The group at the door dispersed at his arrival leaving Mina alone with the consultant. He looked tired. ‘It wasn’t unexpected although I was hoping to get her into a hospice before this happened. It’s a balancing act. The local one won’t take any patient until they’re in their final stages. It’s an art not a science.’
‘I don’t have any complaints about her treatment here.’
Mr McQuaid gently replaced the notes into the holder.
‘I really am sorry.’
‘Will there be a post mortem?’
‘Your mother had a CT scan this week and, given the metastasis of her cancer and the growth in particular of the tumour on her parietal lobe, we knew her life expectancy was weeks, even days. I don’t think a PM is necessary but I’ll talk to colleagues first.’
Mina nodded. ‘Did she say anything? Before she died, I mean.’

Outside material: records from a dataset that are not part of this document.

use std::collections::{HashMap, HashSet};

use anyhow::Result;
use serde::Serialize;
use sqlx::types::Json;
use sqlx::PgPool;
use tracing::info;
use uuid::Uuid;

use crate::models::session::{FeedbackItem, SessionRow};

/// Parameters for persisting a completed interview session.
pub struct NewSession<'a> {
    pub interview_type: &'a str,
    pub level: &'a str,
    pub role: &'a str,
    pub duration_seconds: i32,
    pub score: i32,
    pub feedback: &'a [FeedbackItem],
    pub strengths: &'a [String],
    pub improvements: &'a [String],
}

/// Inserts a completed session. Sessions are write-once: no UPDATE path
/// exists, only full deletion by the owner.
pub async fn create_session(
    pool: &PgPool,
    user_id: Uuid,
    params: NewSession<'_>,
) -> Result<SessionRow> {
    let row: SessionRow = sqlx::query_as(
        r#"
        INSERT INTO interview_sessions
            (user_id, interview_type, level, role, duration_seconds, score,
             feedback, strengths, improvements)
        VALUES ($1, $2, $3, $4, $5, $6, $7, $8, $9)
        RETURNING *
        "#,
    )
    .bind(user_id)
    .bind(params.interview_type)
    .bind(params.level)
    .bind(params.role)
    .bind(params.duration_seconds)
    .bind(params.score)
    .bind(Json(params.feedback))
    .bind(params.strengths)
    .bind(params.improvements)
    .fetch_one(pool)
    .await?;

    info!("Stored session {} for user {user_id}", row.id);
    Ok(row)
}

/// Returns all of a user's sessions, newest first.
pub async fn list_sessions(pool: &PgPool, user_id: Uuid) -> Result<Vec<SessionRow>> {
    Ok(sqlx::query_as(
        "SELECT * FROM interview_sessions WHERE user_id = $1 ORDER BY created_at DESC",
    )
    .bind(user_id)
    .fetch_all(pool)
    .await?)
}

/// Returns one session, scoped to its owner.
pub async fn get_session(pool: &PgPool, user_id: Uuid, id: Uuid) -> Result<Option<SessionRow>> {
    Ok(
        sqlx::query_as("SELECT * FROM interview_sessions WHERE id = $1 AND user_id = $2")
            .bind(id)
            .bind(user_id)
            .fetch_optional(pool)
            .await?,
    )
}

/// Deletes one session, scoped to its owner. Returns the number of rows
/// removed (0 when the session does not exist or belongs to someone else).
pub async fn delete_session(pool: &PgPool, user_id: Uuid, id: Uuid) -> Result<u64> {
    let result = sqlx::query("DELETE FROM interview_sessions WHERE id = $1 AND user_id = $2")
        .bind(id)
        .bind(user_id)
        .execute(pool)
        .await?;
    Ok(result.rows_affected())
}

/// Builds the set of questions a user has already been asked, from the
/// feedback entries of every stored session. Recomputed fresh on each call;
/// question text is trimmed for set membership.
pub async fn seen_questions(pool: &PgPool, user_id: Uuid) -> Result<HashSet<String>> {
    let feedback_lists: Vec<Json<Vec<FeedbackItem>>> =
        sqlx::query_scalar("SELECT feedback FROM interview_sessions WHERE user_id = $1")
            .bind(user_id)
            .fetch_all(pool)
            .await?;

    let mut seen = HashSet::new();
    for Json(items) in feedback_lists {
        for item in items {
            seen.insert(item.question.trim().to_string());
        }
    }
    Ok(seen)
}

/// Aggregate practice statistics for one user's history.
#[derive(Debug, Clone, Serialize)]
pub struct SessionStats {
    pub total_sessions: i64,
    pub average_score: i64,
    pub best_score: i32,
    pub total_practice_seconds: i64,
    pub sessions_by_type: HashMap<String, i64>,
}

pub async fn session_stats(pool: &PgPool, user_id: Uuid) -> Result<SessionStats> {
    let (total_sessions, average_score, best_score, total_practice_seconds): (
        i64,
        Option<f64>,
        Option<i32>,
        Option<i64>,
    ) = sqlx::query_as(
        r#"
        SELECT COUNT(*),
               AVG(score)::DOUBLE PRECISION,
               MAX(score),
               SUM(duration_seconds)::BIGINT
        FROM interview_sessions
        WHERE user_id = $1
        "#,
    )
    .bind(user_id)
    .fetch_one(pool)
    .await?;

    let by_type: Vec<(String, i64)> = sqlx::query_as(
        r#"
        SELECT interview_type, COUNT(*)
        FROM interview_sessions
        WHERE user_id = $1
        GROUP BY interview_type
        "#,
    )
    .bind(user_id)
    .fetch_all(pool)
    .await?;

    Ok(SessionStats {
        total_sessions,
        average_score: average_score.unwrap_or(0.0).round() as i64,
        best_score: best_score.unwrap_or(0),
        total_practice_seconds: total_practice_seconds.unwrap_or(0),
        sessions_by_type: by_type.into_iter().collect(),
    })
}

He frowned. ‘As I understand, your mother was found dead when the nurse came to administer medication. I can find out when someone last spoke to her if you wish.’ He checked the chart again. ‘Her temperature was taken this morning before breakfast and was high. I can ask one of the nurses who were on duty to have a chat with you.’
Mina sat down on the chair next to her mother’s bed. ‘But she was lucid yesterday. I don’t understand.’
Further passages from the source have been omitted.